Bai Lingfeng blinked. "I do not understand those words."

"I'm saying that 'useless' is a category assigned by people who benefit from your labor and have run out of use for you. It describes their needs. Not yours." He picked up the teapot. Poured more. "The tea is hot. Your hands have stopped shaking. Do you have anywhere else to go?"

"No."

"Then stay."

The word landed in the hall like a pebble landing in water. Small. Almost inaudible. But the ripples went everywhere.

Bai Lingfeng's mouth opened. His hand tightened on the sword hilt. His eyes, which had been hard and flat and expecting exactly nothing, did something complicated and fast that involved looking away and then looking back and then looking away again.

"I have conditions," he said.

"Of course you do."

"I will not cook."

"Neither will I. We'll starve together. It will be very dramatic."

"I will train daily. I may not be able to cultivate, but my body is still "

"Fine."

"And I will not call you Master."

Shen Wuji considered this. "What will you call me?"

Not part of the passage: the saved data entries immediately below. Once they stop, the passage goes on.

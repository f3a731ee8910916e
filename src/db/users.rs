//! User repository: registration, authentication, and ladder scores.

use super::DbError;
use crate::protocol::ProfileBody;
use sqlx::SqlitePool;
use tracing::warn;

/// Stable numeric user identity, assigned by the store on registration and
/// never reused.
pub type UserId = u64;

/// Default ladder score for a fresh account.
const INITIAL_SCORE: i64 = 1000;

/// Score delta applied per decided game.
const SCORE_STEP: i64 = 30;

/// A registered user row.
#[derive(Debug, Clone, PartialEq, Eq)]
pub struct UserProfile {
    pub id: UserId,
    pub username: String,
    pub score: i64,
    pub total_count: i64,
    pub win_count: i64,
}

impl From<&UserProfile> for ProfileBody {
    fn from(profile: &UserProfile) -> Self {
        Self {
            id: profile.id,
            score: profile.score,
            total_count: profile.total_count,
            win_count: profile.win_count,
        }
    }
}

type ProfileRow = (i64, String, i64, i64, i64);

fn row_to_profile((id, username, score, total_count, win_count): ProfileRow) -> UserProfile {
    UserProfile {
        id: id as UserId,
        username,
        score,
        total_count,
        win_count,
    }
}

/// Repository for user operations.
pub struct UserRepository<'a> {
    pool: &'a SqlitePool,
}

impl<'a> UserRepository<'a> {
    /// Create a new user repository.
    pub fn new(pool: &'a SqlitePool) -> Self {
        Self { pool }
    }

    /// Register a new user with the default ladder profile.
    pub async fn register(&self, username: &str, password: &str) -> Result<UserProfile, DbError> {
        if username.is_empty() || password.is_empty() {
            return Err(DbError::MissingCredentials);
        }
        let now = chrono::Utc::now().timestamp();

        let result = sqlx::query(
            "INSERT INTO users (username, password, score, total_count, win_count, created_at) \
             VALUES (?, ?, ?, 0, 0, ?)",
        )
        .bind(username)
        .bind(password)
        .bind(INITIAL_SCORE)
        .bind(now)
        .execute(self.pool)
        .await
        .map_err(|e| {
            if let sqlx::Error::Database(ref db_err) = e
                && db_err.is_unique_violation()
            {
                return DbError::UserExists(username.to_string());
            }
            DbError::from(e)
        })?;

        Ok(UserProfile {
            id: result.last_insert_rowid() as UserId,
            username: username.to_string(),
            score: INITIAL_SCORE,
            total_count: 0,
            win_count: 0,
        })
    }

    /// Verify credentials and return the matching profile.
    ///
    /// Exactly one row may match both fields. Zero matches is a failed
    /// login; more than one is a data-integrity fault and is reported as a
    /// failed login too, never as an arbitrary row.
    pub async fn authenticate(
        &self,
        username: &str,
        password: &str,
    ) -> Result<UserProfile, DbError> {
        if username.is_empty() || password.is_empty() {
            return Err(DbError::MissingCredentials);
        }

        let mut rows = sqlx::query_as::<_, ProfileRow>(
            "SELECT id, username, score, total_count, win_count FROM users \
             WHERE username = ? AND password = ?",
        )
        .bind(username)
        .bind(password)
        .fetch_all(self.pool)
        .await?;

        if rows.len() > 1 {
            warn!(username = %username, matches = rows.len(), "credential lookup matched multiple rows");
            return Err(DbError::BadCredentials);
        }
        match rows.pop() {
            Some(row) => Ok(row_to_profile(row)),
            None => Err(DbError::BadCredentials),
        }
    }

    /// Find a user by name.
    pub async fn find_by_name(&self, username: &str) -> Result<Option<UserProfile>, DbError> {
        let mut rows = sqlx::query_as::<_, ProfileRow>(
            "SELECT id, username, score, total_count, win_count FROM users WHERE username = ?",
        )
        .bind(username)
        .fetch_all(self.pool)
        .await?;

        if rows.len() > 1 {
            warn!(username = %username, matches = rows.len(), "user lookup matched multiple rows");
            return Ok(None);
        }
        Ok(rows.pop().map(row_to_profile))
    }

    /// Find a user by id.
    pub async fn find_by_id(&self, id: UserId) -> Result<Option<UserProfile>, DbError> {
        let mut rows = sqlx::query_as::<_, ProfileRow>(
            "SELECT id, username, score, total_count, win_count FROM users WHERE id = ?",
        )
        .bind(id as i64)
        .fetch_all(self.pool)
        .await?;

        if rows.len() > 1 {
            warn!(id, matches = rows.len(), "user lookup matched multiple rows");
            return Ok(None);
        }
        Ok(rows.pop().map(row_to_profile))
    }

    /// Record a win: score +30, one more game played, one more game won.
    /// The arithmetic happens in the UPDATE itself, not read-modify-write.
    pub async fn record_win(&self, id: UserId) -> Result<(), DbError> {
        let result = sqlx::query(
            "UPDATE users SET score = score + ?, total_count = total_count + 1, \
             win_count = win_count + 1 WHERE id = ?",
        )
        .bind(SCORE_STEP)
        .bind(id as i64)
        .execute(self.pool)
        .await?;

        if result.rows_affected() == 0 {
            return Err(DbError::UserNotFound(id));
        }
        Ok(())
    }

    /// Record a loss: score -30, one more game played, wins unchanged.
    /// The score has no floor and may go negative.
    pub async fn record_lose(&self, id: UserId) -> Result<(), DbError> {
        let result = sqlx::query(
            "UPDATE users SET score = score - ?, total_count = total_count + 1 WHERE id = ?",
        )
        .bind(SCORE_STEP)
        .bind(id as i64)
        .execute(self.pool)
        .await?;

        if result.rows_affected() == 0 {
            return Err(DbError::UserNotFound(id));
        }
        Ok(())
    }
}

#[cfg(test)]
mod tests {
    use super::*;
    use crate::db::Database;

    async fn test_db() -> Database {
        Database::new(":memory:").await.expect("test database")
    }

    #[tokio::test]
    async fn register_then_authenticate_then_win() {
        let db = test_db().await;
        let users = db.users();

        let alice = users.register("alice", "pw1").await.expect("register");
        assert!(alice.id > 0);

        let profile = users.authenticate("alice", "pw1").await.expect("login");
        assert_eq!(profile.id, alice.id);
        assert_eq!(profile.score, 1000);
        assert_eq!(profile.total_count, 0);
        assert_eq!(profile.win_count, 0);

        users.record_win(alice.id).await.expect("win");

        let after = users
            .find_by_id(alice.id)
            .await
            .expect("lookup")
            .expect("profile");
        assert_eq!(after.score, 1030);
        assert_eq!(after.total_count, 1);
        assert_eq!(after.win_count, 1);
    }

    #[tokio::test]
    async fn register_rejects_empty_fields() {
        let db = test_db().await;
        let users = db.users();

        assert!(matches!(
            users.register("", "pw").await,
            Err(DbError::MissingCredentials)
        ));
        assert!(matches!(
            users.register("alice", "").await,
            Err(DbError::MissingCredentials)
        ));
    }

    #[tokio::test]
    async fn register_rejects_duplicate_username() {
        let db = test_db().await;
        let users = db.users();

        users.register("alice", "pw1").await.expect("register");
        let err = users.register("alice", "other").await.expect_err("dup");
        assert!(matches!(err, DbError::UserExists(name) if name == "alice"));
    }

    #[tokio::test]
    async fn authenticate_rejects_wrong_password() {
        let db = test_db().await;
        let users = db.users();

        users.register("alice", "pw1").await.expect("register");
        assert!(matches!(
            users.authenticate("alice", "wrong").await,
            Err(DbError::BadCredentials)
        ));
        assert!(matches!(
            users.authenticate("nobody", "pw1").await,
            Err(DbError::BadCredentials)
        ));
    }

    #[tokio::test]
    async fn duplicate_rows_never_authenticate() {
        let db = test_db().await;
        let users = db.users();

        // Simulate an integrity fault: remove the uniqueness index and
        // store two identical credential rows.
        sqlx::query("DROP INDEX idx_users_username")
            .execute(db.pool())
            .await
            .expect("drop index");
        for _ in 0..2 {
            sqlx::query(
                "INSERT INTO users (username, password, score, total_count, win_count, created_at) \
                 VALUES ('dup', 'pw', 1000, 0, 0, 0)",
            )
            .execute(db.pool())
            .await
            .expect("insert");
        }

        assert!(matches!(
            users.authenticate("dup", "pw").await,
            Err(DbError::BadCredentials)
        ));
        assert!(users.find_by_name("dup").await.expect("lookup").is_none());
    }

    #[tokio::test]
    async fn find_by_name_and_missing_user() {
        let db = test_db().await;
        let users = db.users();

        users.register("bob", "pw2").await.expect("register");

        let bob = users
            .find_by_name("bob")
            .await
            .expect("lookup")
            .expect("profile");
        assert_eq!(bob.username, "bob");
        assert_eq!(bob.score, 1000);

        assert!(users.find_by_name("ghost").await.expect("lookup").is_none());
        assert!(users.find_by_id(9999).await.expect("lookup").is_none());
    }

    #[tokio::test]
    async fn lose_decrements_and_has_no_floor() {
        let db = test_db().await;
        let users = db.users();

        let carol = users.register("carol", "pw3").await.expect("register");

        users.record_lose(carol.id).await.expect("lose");
        let after = users
            .find_by_id(carol.id)
            .await
            .expect("lookup")
            .expect("profile");
        assert_eq!(after.score, 970);
        assert_eq!(after.total_count, 1);
        assert_eq!(after.win_count, 0);

        for _ in 0..34 {
            users.record_lose(carol.id).await.expect("lose");
        }
        let broke = users
            .find_by_id(carol.id)
            .await
            .expect("lookup")
            .expect("profile");
        assert!(broke.score < 0);
        assert_eq!(broke.total_count, 35);
        assert_eq!(broke.win_count, 0);
    }

    #[tokio::test]
    async fn mixed_results_keep_win_count_bounded() {
        let db = test_db().await;
        let users = db.users();

        let dave = users.register("dave", "pw4").await.expect("register");
        users.record_win(dave.id).await.expect("win");
        users.record_lose(dave.id).await.expect("lose");
        users.record_win(dave.id).await.expect("win");

        let after = users
            .find_by_id(dave.id)
            .await
            .expect("lookup")
            .expect("profile");
        assert_eq!(after.score, 1030);
        assert_eq!(after.total_count, 3);
        assert_eq!(after.win_count, 2);
        assert!(after.win_count <= after.total_count);
    }

    #[tokio::test]
    async fn score_updates_require_existing_user() {
        let db = test_db().await;
        let users = db.users();

        assert!(matches!(
            users.record_win(42).await,
            Err(DbError::UserNotFound(42))
        ));
        assert!(matches!(
            users.record_lose(42).await,
            Err(DbError::UserNotFound(42))
        ));
    }
}
//! Network layer: listener and per-connection tasks.

mod connection;
mod gateway;

pub use connection::Connection;
pub use gateway::Gateway;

"Elder Shen. Because that is what you are. An elder of a dead sect on a dead mountain."

"Fair." He raised his teacup. "Welcome to the Qingxu Sect, Bai Lingfeng. We have three buildings, zero resources, no disciples, one stove that works on its good days, and a plum tree that I'm fairly certain has been dead longer than I've been alive. In my previous career, we called this a 'startup environment with significant growth potential.'"

Bai Lingfeng did not laugh. But the corner of his mouth, the left corner, twitched by approximately half a millimeter upward.

Shen Wuji counted it as a win.

---

Night came to Mount Misty Crane like it had been doing this for centuries, which it had. The mist thickened. The temperature dropped. The Sect Hall's formation stones shifted from a low hum to something slightly higher, and the air inside stayed cool instead of cold, which meant that whatever magic was built into the floor hadn't completely died even if the sect had.

Shen Wuji sat on the stone bench on the Plum Terrace.

Above him, the dead plum tree stood against a sky crammed with more stars than he'd ever seen in Shenzhen, where the light pollution turned the night into a permanent bruise. Out here, the sky was obscene in its clarity. Stars stacked on stars. Constellations he didn't recognize forming shapes that meant nothing to him but probably meant everything to someone who had sat on this bench a thousand years ago, looking up.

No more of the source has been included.